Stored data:
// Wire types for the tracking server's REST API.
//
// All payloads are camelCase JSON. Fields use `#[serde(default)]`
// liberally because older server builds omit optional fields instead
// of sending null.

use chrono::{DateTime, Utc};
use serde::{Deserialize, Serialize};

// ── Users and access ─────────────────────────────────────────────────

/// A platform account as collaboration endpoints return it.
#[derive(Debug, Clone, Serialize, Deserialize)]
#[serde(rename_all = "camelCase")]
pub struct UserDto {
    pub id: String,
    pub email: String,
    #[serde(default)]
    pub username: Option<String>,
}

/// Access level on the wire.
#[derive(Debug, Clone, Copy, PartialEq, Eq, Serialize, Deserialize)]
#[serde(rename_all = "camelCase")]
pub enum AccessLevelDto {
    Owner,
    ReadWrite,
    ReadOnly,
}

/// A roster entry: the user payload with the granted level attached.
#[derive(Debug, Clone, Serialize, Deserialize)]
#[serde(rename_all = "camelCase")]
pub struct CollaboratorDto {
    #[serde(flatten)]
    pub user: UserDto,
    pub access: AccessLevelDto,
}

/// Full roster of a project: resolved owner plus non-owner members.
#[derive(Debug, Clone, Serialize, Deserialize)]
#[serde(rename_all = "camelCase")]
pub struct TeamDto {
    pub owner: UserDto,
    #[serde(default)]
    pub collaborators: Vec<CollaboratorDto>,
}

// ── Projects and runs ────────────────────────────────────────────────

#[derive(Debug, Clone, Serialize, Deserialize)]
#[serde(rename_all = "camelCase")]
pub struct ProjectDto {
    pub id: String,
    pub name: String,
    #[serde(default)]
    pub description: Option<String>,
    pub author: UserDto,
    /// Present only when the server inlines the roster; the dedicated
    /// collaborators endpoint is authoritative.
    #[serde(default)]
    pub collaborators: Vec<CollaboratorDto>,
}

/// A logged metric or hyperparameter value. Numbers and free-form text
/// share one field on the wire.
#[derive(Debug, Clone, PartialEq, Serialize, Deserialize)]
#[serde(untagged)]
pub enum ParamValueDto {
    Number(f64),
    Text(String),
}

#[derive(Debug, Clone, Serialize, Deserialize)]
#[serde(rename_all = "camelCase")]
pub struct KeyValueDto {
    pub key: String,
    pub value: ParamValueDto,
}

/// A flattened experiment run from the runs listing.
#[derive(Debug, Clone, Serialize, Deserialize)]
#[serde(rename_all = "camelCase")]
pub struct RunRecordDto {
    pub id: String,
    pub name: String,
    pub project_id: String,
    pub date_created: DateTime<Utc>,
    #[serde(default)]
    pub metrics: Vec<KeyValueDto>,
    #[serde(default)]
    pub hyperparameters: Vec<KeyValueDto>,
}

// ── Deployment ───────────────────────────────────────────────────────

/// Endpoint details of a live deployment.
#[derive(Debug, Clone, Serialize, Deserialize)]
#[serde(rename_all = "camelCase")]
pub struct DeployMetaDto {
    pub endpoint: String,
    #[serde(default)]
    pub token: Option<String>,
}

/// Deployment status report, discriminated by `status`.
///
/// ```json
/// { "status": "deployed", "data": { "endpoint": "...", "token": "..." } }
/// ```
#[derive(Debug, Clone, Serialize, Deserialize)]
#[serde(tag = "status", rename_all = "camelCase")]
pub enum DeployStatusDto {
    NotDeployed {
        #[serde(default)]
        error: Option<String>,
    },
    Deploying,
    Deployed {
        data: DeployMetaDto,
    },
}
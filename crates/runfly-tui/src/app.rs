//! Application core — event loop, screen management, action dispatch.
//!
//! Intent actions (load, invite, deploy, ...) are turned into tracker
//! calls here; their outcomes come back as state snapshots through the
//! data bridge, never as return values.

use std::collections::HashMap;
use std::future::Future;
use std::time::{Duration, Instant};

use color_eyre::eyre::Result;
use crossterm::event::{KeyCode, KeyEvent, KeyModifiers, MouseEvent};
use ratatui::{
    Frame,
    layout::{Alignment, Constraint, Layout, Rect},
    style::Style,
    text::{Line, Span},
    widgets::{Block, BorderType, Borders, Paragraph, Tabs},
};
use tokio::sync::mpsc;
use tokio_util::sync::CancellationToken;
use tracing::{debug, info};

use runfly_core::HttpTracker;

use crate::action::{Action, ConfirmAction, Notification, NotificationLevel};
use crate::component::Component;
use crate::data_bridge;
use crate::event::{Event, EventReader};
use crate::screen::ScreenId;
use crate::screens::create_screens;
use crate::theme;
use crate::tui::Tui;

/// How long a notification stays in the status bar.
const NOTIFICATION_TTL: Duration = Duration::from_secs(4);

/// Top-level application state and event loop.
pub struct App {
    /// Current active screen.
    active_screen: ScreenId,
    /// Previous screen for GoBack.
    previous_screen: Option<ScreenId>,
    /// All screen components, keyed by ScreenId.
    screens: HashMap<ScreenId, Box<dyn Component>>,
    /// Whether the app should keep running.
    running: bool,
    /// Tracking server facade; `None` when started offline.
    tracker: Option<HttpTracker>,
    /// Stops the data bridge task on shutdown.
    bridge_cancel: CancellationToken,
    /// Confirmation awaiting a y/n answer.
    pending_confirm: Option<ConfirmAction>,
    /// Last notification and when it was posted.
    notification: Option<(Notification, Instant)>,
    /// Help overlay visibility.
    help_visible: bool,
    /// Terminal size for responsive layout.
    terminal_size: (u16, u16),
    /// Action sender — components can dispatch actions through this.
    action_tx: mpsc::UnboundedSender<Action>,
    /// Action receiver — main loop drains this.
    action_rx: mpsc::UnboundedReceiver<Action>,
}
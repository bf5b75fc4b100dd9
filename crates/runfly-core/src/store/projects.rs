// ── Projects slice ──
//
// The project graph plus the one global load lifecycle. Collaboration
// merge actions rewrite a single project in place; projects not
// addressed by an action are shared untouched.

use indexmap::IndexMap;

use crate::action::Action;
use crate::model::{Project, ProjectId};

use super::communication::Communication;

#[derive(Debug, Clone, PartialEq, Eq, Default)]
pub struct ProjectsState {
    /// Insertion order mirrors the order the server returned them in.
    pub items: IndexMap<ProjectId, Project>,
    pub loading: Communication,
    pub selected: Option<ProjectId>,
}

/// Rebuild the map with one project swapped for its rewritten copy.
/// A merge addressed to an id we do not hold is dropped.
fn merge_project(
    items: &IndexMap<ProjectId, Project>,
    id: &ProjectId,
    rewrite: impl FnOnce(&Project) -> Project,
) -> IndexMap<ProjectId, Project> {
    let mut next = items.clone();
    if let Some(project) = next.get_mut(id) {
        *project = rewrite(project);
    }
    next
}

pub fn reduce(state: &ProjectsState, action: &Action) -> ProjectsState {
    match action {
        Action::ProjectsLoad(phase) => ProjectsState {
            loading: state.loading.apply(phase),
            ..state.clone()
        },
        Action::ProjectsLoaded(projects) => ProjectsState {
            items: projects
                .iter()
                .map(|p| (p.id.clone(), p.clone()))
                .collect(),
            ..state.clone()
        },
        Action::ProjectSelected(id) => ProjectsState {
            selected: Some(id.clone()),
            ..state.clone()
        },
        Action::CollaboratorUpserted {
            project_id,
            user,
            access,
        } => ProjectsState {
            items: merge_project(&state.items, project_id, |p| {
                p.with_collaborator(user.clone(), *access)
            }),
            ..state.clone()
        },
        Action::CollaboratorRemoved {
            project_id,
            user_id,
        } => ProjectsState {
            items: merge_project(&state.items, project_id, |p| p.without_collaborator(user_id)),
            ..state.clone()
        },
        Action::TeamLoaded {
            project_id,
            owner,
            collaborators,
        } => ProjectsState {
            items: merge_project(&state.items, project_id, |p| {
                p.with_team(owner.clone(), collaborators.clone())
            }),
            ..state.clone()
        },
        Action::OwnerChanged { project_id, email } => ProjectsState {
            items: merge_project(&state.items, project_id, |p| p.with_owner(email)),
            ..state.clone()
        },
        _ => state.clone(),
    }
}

> Assignment:
Output every record above, exactly as written.

> Written answer:
// Wire types for the tracking server's REST API.
//
// All payloads are camelCase JSON. Fields use `#[serde(default)]`
// liberally because older server builds omit optional fields instead
// of sending null.

use chrono::{DateTime, Utc};
use serde::{Deserialize, Serialize};

// ── Users and access ─────────────────────────────────────────────────

/// A platform account as collaboration endpoints return it.
#[derive(Debug, Clone, Serialize, Deserialize)]
#[serde(rename_all = "camelCase")]
pub struct UserDto {
    pub id: String,
    pub email: String,
    #[serde(default)]
    pub username: Option<String>,
}

/// Access level on the wire.
#[derive(Debug, Clone, Copy, PartialEq, Eq, Serialize, Deserialize)]
#[serde(rename_all = "camelCase")]
pub enum AccessLevelDto {
    Owner,
    ReadWrite,
    ReadOnly,
}

/// A roster entry: the user payload with the granted level attached.
#[derive(Debug, Clone, Serialize, Deserialize)]
#[serde(rename_all = "camelCase")]
pub struct CollaboratorDto {
    #[serde(flatten)]
    pub user: UserDto,
    pub access: AccessLevelDto,
}

/// Full roster of a project: resolved owner plus non-owner members.
#[derive(Debug, Clone, Serialize, Deserialize)]
#[serde(rename_all = "camelCase")]
pub struct TeamDto {
    pub owner: UserDto,
    #[serde(default)]
    pub collaborators: Vec<CollaboratorDto>,
}

// ── Projects and runs ────────────────────────────────────────────────

#[derive(Debug, Clone, Serialize, Deserialize)]
#[serde(rename_all = "camelCase")]
pub struct ProjectDto {
    pub id: String,
    pub name: String,
    #[serde(default)]
    pub description: Option<String>,
    pub author: UserDto,
    /// Present only when the server inlines the roster; the dedicated
    /// collaborators endpoint is authoritative.
    #[serde(default)]
    pub collaborators: Vec<CollaboratorDto>,
}

/// A logged metric or hyperparameter value. Numbers and free-form text
/// share one field on the wire.
#[derive(Debug, Clone, PartialEq, Serialize, Deserialize)]
#[serde(untagged)]
pub enum ParamValueDto {
    Number(f64),
    Text(String),
}

#[derive(Debug, Clone, Serialize, Deserialize)]
#[serde(rename_all = "camelCase")]
pub struct KeyValueDto {
    pub key: String,
    pub value: ParamValueDto,
}

/// A flattened experiment run from the runs listing.
#[derive(Debug, Clone, Serialize, Deserialize)]
#[serde(rename_all = "camelCase")]
pub struct RunRecordDto {
    pub id: String,
    pub name: String,
    pub project_id: String,
    pub date_created: DateTime<Utc>,
    #[serde(default)]
    pub metrics: Vec<KeyValueDto>,
    #[serde(default)]
    pub hyperparameters: Vec<KeyValueDto>,
}

// ── Deployment ───────────────────────────────────────────────────────

/// Endpoint details of a live deployment.
#[derive(Debug, Clone, Serialize, Deserialize)]
#[serde(rename_all = "camelCase")]
pub struct DeployMetaDto {
    pub endpoint: String,
    #[serde(default)]
    pub token: Option<String>,
}

/// Deployment status report, discriminated by `status`.
///
/// ```json
/// { "status": "deployed", "data": { "endpoint": "...", "token": "..." } }
/// ```
#[derive(Debug, Clone, Serialize, Deserialize)]
#[serde(tag = "status", rename_all = "camelCase")]
pub enum DeployStatusDto {
    NotDeployed {
        #[serde(default)]
        error: Option<String>,
    },
    Deploying,
    Deployed {
        data: DeployMetaDto,
    },
}
filename crates/runfly-tui/src/app.rs
//! Application core — event loop, screen management, action dispatch.
//!
//! Intent actions (load, invite, deploy, ...) are turned into tracker
//! calls here; their outcomes come back as state snapshots through the
//! data bridge, never as return values.

use std::collections::HashMap;
use std::future::Future;
use std::time::{Duration, Instant};

use color_eyre::eyre::Result;
use crossterm::event::{KeyCode, KeyEvent, KeyModifiers, MouseEvent};
use ratatui::{
    Frame,
    layout::{Alignment, Constraint, Layout, Rect},
    style::Style,
    text::{Line, Span},
    widgets::{Block, BorderType, Borders, Paragraph, Tabs},
};
use tokio::sync::mpsc;
use tokio_util::sync::CancellationToken;
use tracing::{debug, info};

use runfly_core::HttpTracker;

use crate::action::{Action, ConfirmAction, Notification, NotificationLevel};
use crate::component::Component;
use crate::data_bridge;
use crate::event::{Event, EventReader};
use crate::screen::ScreenId;
use crate::screens::create_screens;
use crate::theme;
use crate::tui::Tui;

/// How long a notification stays in the status bar.
const NOTIFICATION_TTL: Duration = Duration::from_secs(4);

/// Top-level application state and event loop.
pub struct App {
    /// Current active screen.
    active_screen: ScreenId,
    /// Previous screen for GoBack.
    previous_screen: Option<ScreenId>,
    /// All screen components, keyed by ScreenId.
    screens: HashMap<ScreenId, Box<dyn Component>>,
    /// Whether the app should keep running.
    running: bool,
    /// Tracking server facade; `None` when started offline.
    tracker: Option<HttpTracker>,
    /// Stops the data bridge task on shutdown.
    bridge_cancel: CancellationToken,
    /// Confirmation awaiting a y/n answer.
    pending_confirm: Option<ConfirmAction>,
    /// Last notification and when it was posted.
    notification: Option<(Notification, Instant)>,
    /// Help overlay visibility.
    help_visible: bool,
    /// Terminal size for responsive layout.
    terminal_size: (u16, u16),
    /// Action sender — components can dispatch actions through this.
    action_tx: mpsc::UnboundedSender<Action>,
    /// Action receiver — main loop drains this.
    action_rx: mpsc::UnboundedReceiver<Action>,
}
repository bf5b75fc4b100dd9
filename crates/runfly-core/src/store/projects.rs
// ── Projects slice ──
//
// The project graph plus the one global load lifecycle. Collaboration
// merge actions rewrite a single project in place; projects not
// addressed by an action are shared untouched.

use indexmap::IndexMap;

use crate::action::Action;
use crate::model::{Project, ProjectId};

use super::communication::Communication;

#[derive(Debug, Clone, PartialEq, Eq, Default)]
pub struct ProjectsState {
    /// Insertion order mirrors the order the server returned them in.
    pub items: IndexMap<ProjectId, Project>,
    pub loading: Communication,
    pub selected: Option<ProjectId>,
}

/// Rebuild the map with one project swapped for its rewritten copy.
/// A merge addressed to an id we do not hold is dropped.
fn merge_project(
    items: &IndexMap<ProjectId, Project>,
    id: &ProjectId,
    rewrite: impl FnOnce(&Project) -> Project,
) -> IndexMap<ProjectId, Project> {
    let mut next = items.clone();
    if let Some(project) = next.get_mut(id) {
        *project = rewrite(project);
    }
    next
}

pub fn reduce(state: &ProjectsState, action: &Action) -> ProjectsState {
    match action {
        Action::ProjectsLoad(phase) => ProjectsState {
            loading: state.loading.apply(phase),
            ..state.clone()
        },
        Action::ProjectsLoaded(projects) => ProjectsState {
            items: projects
                .iter()
                .map(|p| (p.id.clone(), p.clone()))
                .collect(),
            ..state.clone()
        },
        Action::ProjectSelected(id) => ProjectsState {
            selected: Some(id.clone()),
            ..state.clone()
        },
        Action::CollaboratorUpserted {
            project_id,
            user,
            access,
        } => ProjectsState {
            items: merge_project(&state.items, project_id, |p| {
                p.with_collaborator(user.clone(), *access)
            }),
            ..state.clone()
        },
        Action::CollaboratorRemoved {
            project_id,
            user_id,
        } => ProjectsState {
            items: merge_project(&state.items, project_id, |p| p.without_collaborator(user_id)),
            ..state.clone()
        },
        Action::TeamLoaded {
            project_id,
            owner,
            collaborators,
        } => ProjectsState {
            items: merge_project(&state.items, project_id, |p| {
                p.with_team(owner.clone(), collaborators.clone())
            }),
            ..state.clone()
        },
        Action::OwnerChanged { project_id, email } => ProjectsState {
            items: merge_project(&state.items, project_id, |p| p.with_owner(email)),
            ..state.clone()
        },
        _ => state.clone(),
    }
}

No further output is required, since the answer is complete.